The SAI provides additional information about the portfolio managers' compensation, other accounts managed by the portfolio managers, and the portfolio managers' ownership in the Funds.

**<u>DISTRIBUTION (12B-1) PLAN</u>**

The Board has adopted a Distribution and Shareholder Service Plan (the "Plan") pursuant to Rule 12b-1 under the 1940 Act. In accordance with the Plan, the Fund is authorized to pay an amount up to 0.25% of its average daily net assets each year for certain distribution-related activities and shareholder services.
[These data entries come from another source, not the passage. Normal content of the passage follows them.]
mod driver;
mod error;
mod local;
mod monitor;
mod types;

#[cfg(test)]
pub mod memory;

pub use driver::{VfsInput, drive, inputs};
pub use error::VfsError;
pub use local::LocalVfs;
pub use monitor::{Monitor, NotifyMonitor, NullMonitor};
pub use types::*;
use std::cmp::Reverse;
use std::collections::{HashMap, VecDeque};
use std::time::Instant;

use snafu::{OptionExt, Snafu, ensure, location};
use tracing::{debug, info, warn};

use crate::project::file_entry::{ChildKind, FileEntry};
use crate::project::filter::{FilterConfig, FilterNotice, FilterStatus, FilterTable};
use crate::project::graft::{GraftTable, GraftTarget};
use crate::project::joliet::JolietIndex;
use crate::project::reference::{Reference, ReferenceTable};
use crate::project::exclusion::ExclusionSet;
use crate::project::symlink::SymlinkTable;
use crate::project::uri;
use crate::vfs::{FileInfo, Monitor, RequestId, VfsRequest, WatchHandle};

/// What an in-flight request was issued for.
#[derive(Debug)]
pub(super) enum Pending {
    Listing { uri: String },
    Added { reference: Reference, uri: String },
    Created { uri: String },
    Attributes { uri: String },
    ExcludedSize { uri: String },
}

#[derive(Debug)]
pub(super) struct PendingMove {
    pub(super) cookie: u32,
    pub(super) uri: String,
    pub(super) deadline: Instant,
}

#[derive(Debug, Clone, Copy, PartialEq, Eq)]
pub(super) struct ImportedEntry {
    pub(super) sectors: i64,
    pub(super) is_dir: bool,
}

/// What a virtual path stands for.
#[derive(Debug, Clone, PartialEq, Eq)]
pub enum PathTarget {
    Graft(GraftTarget),
    /// Content of the directory grafted at `graft`, not grafted itself.
    Inherited { graft: String, uri: String },
}

impl PathTarget {
    pub fn uri(&self) -> Option<&str> {
        match self {
            PathTarget::Graft(target) => target.uri(),
            PathTarget::Inherited { uri, .. } => Some(uri),
        }
    }
}

/// The data-disc project: a virtual disc hierarchy projected over the local
/// filesystem through graft points.
///
/// The project never touches the filesystem itself. Whatever it needs to
/// know is queued as a [`VfsRequest`] (see [`DataProject::take_requests`])
/// and folded back in through [`DataProject::handle_reply`]; filesystem
/// changes arrive through [`DataProject::handle_event`].
pub struct DataProject {
    pub(super) config: FilterConfig,
    pub(super) monitor: Box<dyn Monitor>,
    pub(super) grafts: GraftTable,
    pub(super) exclusions: ExclusionSet,
    pub(super) files: HashMap<String, FileEntry>,
    pub(super) watches: HashMap<WatchHandle, String>,
    pub(super) symlinks: SymlinkTable,
    pub(super) filters: FilterTable,
    pub(super) joliet: JolietIndex,
    pub(super) references: ReferenceTable,
    pub(super) imported: HashMap<String, ImportedEntry>,
    pub(super) pending: HashMap<RequestId, Pending>,
    pub(super) moves: Vec<PendingMove>,
    requests: VecDeque<VfsRequest>,
    notices: Vec<FilterNotice>,
    next_request: u64,
}
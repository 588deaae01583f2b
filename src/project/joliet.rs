//! Bookkeeping for names that do not fit the Joliet limit.
//!
//! Names longer than [`JOLIET_MAX_NAME`] bytes are grouped by their parent
//! and their truncated name. Only at export time do groups get
//! collision-free short names.

use std::collections::{HashMap, HashSet};

use hashlink::LinkedHashMap;

use crate::project::uri;

pub const JOLIET_MAX_NAME: usize = 64;

/// Longest extension, dot included, kept intact when shortening a name.
const MAX_KEPT_EXTENSION: usize = 4;

/// Longest prefix of `name` of at most `max` bytes ending on a char boundary.
fn truncate(name: &str, max: usize) -> &str {
    if name.len() <= max {
        return name;
    }
    let mut end = max;
    while !name.is_char_boundary(end) {
        end -= 1;
    }
    &name[..end]
}

fn split_extension(name: &str) -> (&str, &str) {
    match name.rfind('.') {
        Some(dot) if dot > 0 && name.len() - dot <= MAX_KEPT_EXTENSION => name.split_at(dot),
        _ => (name, ""),
    }
}

/// Shortens `name` to the Joliet limit with `suffix` placed before a short extension.
pub fn shorten(name: &str, suffix: &str) -> String {
    let (stem, extension) = split_extension(name);
    let budget = JOLIET_MAX_NAME.saturating_sub(extension.len() + suffix.len());
    format!("{}{}{}", truncate(stem, budget), suffix, extension)
}

fn key_for(path: &str) -> Option<String> {
    let name = uri::basename(path);
    if !is_incompatible(name) {
        return None;
    }
    let parent = uri::parent(path)?;
    Some(uri::join(parent, truncate(name, JOLIET_MAX_NAME)))
}

/// Whether `name` is too long for a Joliet directory record.
pub fn is_incompatible(name: &str) -> bool {
    name.len() > JOLIET_MAX_NAME
}

#[derive(Debug, Default, Clone)]
pub struct JolietIndex {
    groups: LinkedHashMap<String, Vec<String>>,
}

impl JolietIndex {
    /// Registers a virtual path; returns false when its name fits or it is already known.
    pub fn register(&mut self, path: &str) -> bool {
        let Some(key) = key_for(path) else {
            return false;
        };
        let group = self.groups.entry(key).or_insert_with(Vec::new);
        if group.iter().any(|known| known == path) {
            return false;
        }
        group.push(path.to_string());
        true
    }

    pub fn unregister(&mut self, path: &str) {
        let Some(key) = key_for(path) else {
            return;
        };
        if let Some(group) = self.groups.get_mut(&key) {
            group.retain(|known| known != path);
            if group.is_empty() {
                self.groups.remove(&key);
            }
        }
    }

    /// Drops every path at or below `path`.
    pub fn unregister_under(&mut self, path: &str) {
        let stale = self
            .paths()
            .filter(|known| uri::is_ancestor_or_self(path, known))
            .map(str::to_string)
            .collect::<Vec<_>>();
        for known in stale {
            self.unregister(&known);
        }
    }

    /// Follows a rename of `old_path` (and everything below it) to `new_path`.
    pub fn rename_prefix(&mut self, old_path: &str, new_path: &str) {
        let moved = self
            .paths()
            .filter(|known| uri::is_ancestor_or_self(old_path, known))
            .map(str::to_string)
            .collect::<Vec<_>>();
        for known in moved {
            self.unregister(&known);
            if let Some(renamed) = uri::rebase(&known, old_path, new_path) {
                self.register(&renamed);
            }
        }
    }

    pub fn paths(&self) -> impl Iterator<Item = &str> {
        self.groups.values().flatten().map(String::as_str)
    }

    pub fn len(&self) -> usize {
        self.groups.values().map(Vec::len).sum()
    }

    pub fn is_empty(&self) -> bool {
        self.groups.is_empty()
    }

    pub fn clear(&mut self) {
        self.groups.clear();
    }

    /// Full virtual path → Joliet-compatible virtual path, for every registered path.
    ///
    /// Paths sharing a truncated name get numbered suffixes in registration
    /// order, so the same sequence of registrations always yields the same names.
    /// `occupied` tells whether a virtual path is already taken by a name that
    /// fits; shortened names never land on one.
    pub fn disambiguate(&self, occupied: impl Fn(&str) -> bool) -> Vec<(String, String)> {
        let mut groups = self.groups.iter().collect::<Vec<_>>();
        groups.sort_by_key(|(key, _)| key.matches('/').count());

        let mut renamed: HashMap<String, String> = HashMap::new();
        let mut taken: HashSet<String> = HashSet::new();
        let mut result = Vec::with_capacity(self.len());

        for (_, paths) in groups {
            let mut counter = 1usize;
            for path in paths {
                let Some(original_parent) = uri::parent(path) else {
                    continue;
                };
                let parent = Self::renamed_parent(&renamed, original_parent);
                let name = uri::basename(path);

                let mut short = if paths.len() == 1 {
                    Some(shorten(name, ""))
                } else {
                    None
                };
                let candidate = loop {
                    if let Some(short) = &short {
                        let candidate = uri::join(&parent, short);
                        if !occupied(&uri::join(original_parent, short))
                            && taken.insert(candidate.clone())
                        {
                            break candidate;
                        }
                    }
                    short = Some(shorten(name, &counter.to_string()));
                    counter += 1;
                };

                renamed.insert(path.clone(), candidate.clone());
                result.push((path.clone(), candidate));
            }
        }
        result
    }

    fn renamed_parent(renamed: &HashMap<String, String>, parent: &str) -> String {
        std::iter::once(parent)
            .chain(uri::ancestors(parent))
            .find_map(|ancestor| {
                renamed
                    .get(ancestor)
                    .and_then(|short| uri::rebase(parent, ancestor, short))
            })
            .unwrap_or_else(|| parent.to_string())
    }
}

#[cfg(test)]
mod tests {
    use super::*;

    fn long_name(extension: &str) -> String {
        format!("{}{}", "verylongname".repeat(6), extension)
    }

    #[test]
    fn short_names_are_not_registered() {
        let mut index = JolietIndex::default();
        assert!(!index.register("/dir/short.txt"));
        assert!(index.is_empty());
    }

    #[test]
    fn colliding_names_get_distinct_suffixed_names() {
        let name = long_name(".txt");
        assert!(name.len() > JOLIET_MAX_NAME);
        let first = format!("/docs/{name}");
        let second = format!("/docs/{}", name.replace(".txt", "-copy.txt"));

        let mut index = JolietIndex::default();
        assert!(index.register(&first));
        assert!(index.register(&second));

        let names = index.disambiguate(|_| false);
        assert_eq!(names.len(), 2);
        let (a, b) = (&names[0].1, &names[1].1);
        assert_ne!(a, b);
        for (_, short) in &names {
            let base = uri::basename(short);
            assert!(base.len() <= JOLIET_MAX_NAME, "{base} is too long");
            assert!(base.ends_with(".txt"));
        }
        assert!(uri::basename(a).ends_with("1.txt"));
        assert!(uri::basename(b).ends_with("2.txt"));
    }

    #[test]
    fn shortened_names_avoid_siblings_that_fit() {
        let long = format!("/j/{}.txt", "x".repeat(70));
        let sibling = format!("/j/{}.txt", "x".repeat(60));
        let mut index = JolietIndex::default();
        index.register(&long);
        assert!(!index.register(&sibling));

        let names = index.disambiguate(|path| path == sibling);
        assert_eq!(names.len(), 1);
        let short = &names[0].1;
        assert_ne!(short, &sibling);
        assert!(uri::basename(short).len() <= JOLIET_MAX_NAME);
        assert!(short.ends_with("1.txt"));
    }

    #[test]
    fn disambiguation_is_deterministic() {
        let name = long_name(".txt");
        let paths = [format!("/d/{name}"), format!("/d/{name}.bak")];
        let run = || {
            let mut index = JolietIndex::default();
            for path in &paths {
                index.register(path);
            }
            index.disambiguate(|_| false)
        };
        assert_eq!(run(), run());
    }

    #[test]
    fn long_extensions_are_not_preserved() {
        let name = format!("{}.extension", "x".repeat(70));
        let short = shorten(&name, "3");
        assert_eq!(short.len(), JOLIET_MAX_NAME);
        assert!(short.ends_with('3'));
    }

    #[test]
    fn truncation_respects_char_boundaries() {
        let name = "é".repeat(40);
        let short = shorten(&name, "");
        assert!(short.len() <= JOLIET_MAX_NAME);
        assert!(short.chars().all(|c| c == 'é'));
    }

    #[test]
    fn nested_long_names_use_the_shortened_parent() {
        let outer = format!("/{}", long_name(""));
        let inner = format!("{outer}/{}", long_name(".ogg"));
        let mut index = JolietIndex::default();
        index.register(&outer);
        index.register(&inner);

        let names = index.disambiguate(|_| false).into_iter().collect::<HashMap<_, _>>();
        let short_outer = &names[&outer];
        assert!(names[&inner].starts_with(short_outer.as_str()));
    }

    #[test]
    fn renames_rekey_the_index() {
        let name = long_name(".txt");
        let mut index = JolietIndex::default();
        index.register(&format!("/old/{name}"));
        index.rename_prefix("/old", "/new");
        assert_eq!(index.paths().collect::<Vec<_>>(), vec![format!("/new/{name}")]);

        index.unregister_under("/new");
        assert!(index.is_empty());
    }
}
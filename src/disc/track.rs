use crate::project::GraftPoint;

/// Session-wide settings chosen before burning.
#[derive(Debug, Clone, PartialEq, Eq)]
pub struct SessionParams {
    pub label: String,
    /// Keep the previous sessions of an appendable disc.
    pub multisession: bool,
    pub joliet: bool,
}

impl Default for SessionParams {
    fn default() -> Self {
        Self {
            label: String::new(),
            multisession: false,
            joliet: true,
        }
    }
}

/// Everything the image builder needs to lay out a data track.
#[derive(Debug, Clone, PartialEq, Eq)]
pub struct DataTrack {
    pub label: String,
    pub grafts: Vec<GraftPoint>,
    pub excluded: Vec<String>,
    /// Full virtual path to its Joliet-compatible rendition.
    pub joliet_names: Vec<(String, String)>,
    pub sectors: i64,
    /// Sectors of the previous sessions kept on the disc.
    pub imported_sectors: i64,
    pub joliet: bool,
}

#[derive(Debug, Clone, PartialEq, Eq)]
pub struct AudioTrack {
    pub title: String,
    /// Source URIs in playing order.
    pub sources: Vec<String>,
}

/// What a disc project hands to the session layer.
#[derive(Debug, Clone, PartialEq, Eq)]
pub enum Track {
    Data(DataTrack),
    Audio(AudioTrack),
}
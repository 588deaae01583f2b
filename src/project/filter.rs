use std::collections::HashMap;

use bincode::{Decode, Encode};
use derive_more::Display;

use crate::project::uri;
use crate::vfs::FsError;

/// Why a filesystem object was kept off the disc.
#[derive(Debug, Clone, Copy, PartialEq, Eq, PartialOrd, Ord, Hash, Display, Encode, Decode)]
pub enum FilterStatus {
    #[display("hidden")]
    Hidden,
    #[display("unreadable")]
    Unreadable,
    #[display("broken symlink")]
    BrokenSymlink,
    #[display("recursive symlink")]
    RecursiveSymlink,
    #[display("unknown")]
    Unknown,
}

impl From<&FsError> for FilterStatus {
    fn from(error: &FsError) -> Self {
        match error {
            FsError::NotFound | FsError::PermissionDenied => FilterStatus::Unreadable,
            FsError::Loop => FilterStatus::RecursiveSymlink,
            FsError::Io(_) => FilterStatus::Unknown,
        }
    }
}

/// Filtering policy of one project.
#[derive(Debug, Clone, Copy, PartialEq, Eq)]
pub struct FilterConfig {
    /// Keep names starting with a dot off the disc.
    pub hidden: bool,
    /// Keep symlinks whose target does not resolve off the disc.
    pub broken_symlinks: bool,
    /// Report filtered files to the presentation layer.
    pub notify: bool,
}

impl Default for FilterConfig {
    fn default() -> Self {
        Self {
            hidden: true,
            broken_symlinks: true,
            notify: true,
        }
    }
}

/// Sent whenever the filter status of a URI changes.
#[derive(Debug, Clone, PartialEq, Eq)]
pub struct FilterNotice {
    pub uri: String,
    pub restored: bool,
    pub status: FilterStatus,
}

/// Unreadable and restored sets.
#[derive(Debug, Default, Clone)]
pub struct FilterTable {
    unreadable: HashMap<String, FilterStatus>,
    restored: HashMap<String, FilterStatus>,
}

impl FilterTable {
    pub fn filter(&mut self, uri: &str, status: FilterStatus) -> bool {
        self.unreadable.insert(uri.to_string(), status) != Some(status)
    }

    pub fn unfilter(&mut self, uri: &str) -> Option<FilterStatus> {
        self.unreadable.remove(uri)
    }

    pub fn status(&self, uri: &str) -> Option<FilterStatus> {
        self.unreadable.get(uri).copied()
    }

    pub fn is_filtered(&self, uri: &str) -> bool {
        self.unreadable.contains_key(uri)
    }

    pub fn mark_restored(&mut self, uri: &str, status: FilterStatus) {
        self.restored.insert(uri.to_string(), status);
    }

    pub fn unrestore(&mut self, uri: &str) -> Option<FilterStatus> {
        self.restored.remove(uri)
    }

    pub fn is_restored(&self, uri: &str) -> bool {
        self.restored.contains_key(uri)
    }

    pub fn unreadable(&self) -> impl Iterator<Item = (&str, FilterStatus)> {
        self.unreadable
            .iter()
            .map(|(uri, status)| (uri.as_str(), *status))
    }

    pub fn restored(&self) -> impl Iterator<Item = (&str, FilterStatus)> {
        self.restored
            .iter()
            .map(|(uri, status)| (uri.as_str(), *status))
    }

    pub fn remove_under(&mut self, uri: &str) {
        self.unreadable
            .retain(|candidate, _| !uri::is_ancestor_or_self(uri, candidate));
        self.restored
            .retain(|candidate, _| !uri::is_ancestor_or_self(uri, candidate));
    }

    pub fn relabel_uris(&mut self, old_uri: &str, new_uri: &str) {
        for map in [&mut self.unreadable, &mut self.restored] {
            let moved = map
                .keys()
                .filter(|key| uri::is_ancestor_or_self(old_uri, key))
                .cloned()
                .collect::<Vec<_>>();
            for key in moved {
                if let (Some(status), Some(new_key)) =
                    (map.remove(&key), uri::rebase(&key, old_uri, new_uri))
                {
                    map.insert(new_key, status);
                }
            }
        }
    }

    pub fn clear(&mut self) {
        self.unreadable.clear();
        self.restored.clear();
    }
}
No Rule 12b-1 fees are currently paid by the Funds, and there are no current plans to impose these fees. However, in the event Rule 12b-1 fees are charged in the future, because the fees are paid out of each Fund's assets, over time these fees will increase the cost of your investment and may cost you more than certain other types of sales charges.

<u>The Trust</u>

Each Fund is a series of the ETF Opportunities Trust, an open-end management investment company organized as a Delaware statutory trust on March 18, 2019. The Board supervises the operations of the Funds according to applicable state and federal law, and the Board is responsible for the overall management of the Fund's business affairs.

<u>Portfolio Holdings</u>

 

A description of the Funds' policies and procedures with respect to the disclosure of their portfolio securities is available in the SAI. Complete holdings are published on the Funds' website on a daily basis. Please visit the Funds' website at www.rexshares.com. In addition, the Fund's complete holdings (as of the dates of such reports) are available in reports on Form N-PORT and Form N-CSR filed with the SEC.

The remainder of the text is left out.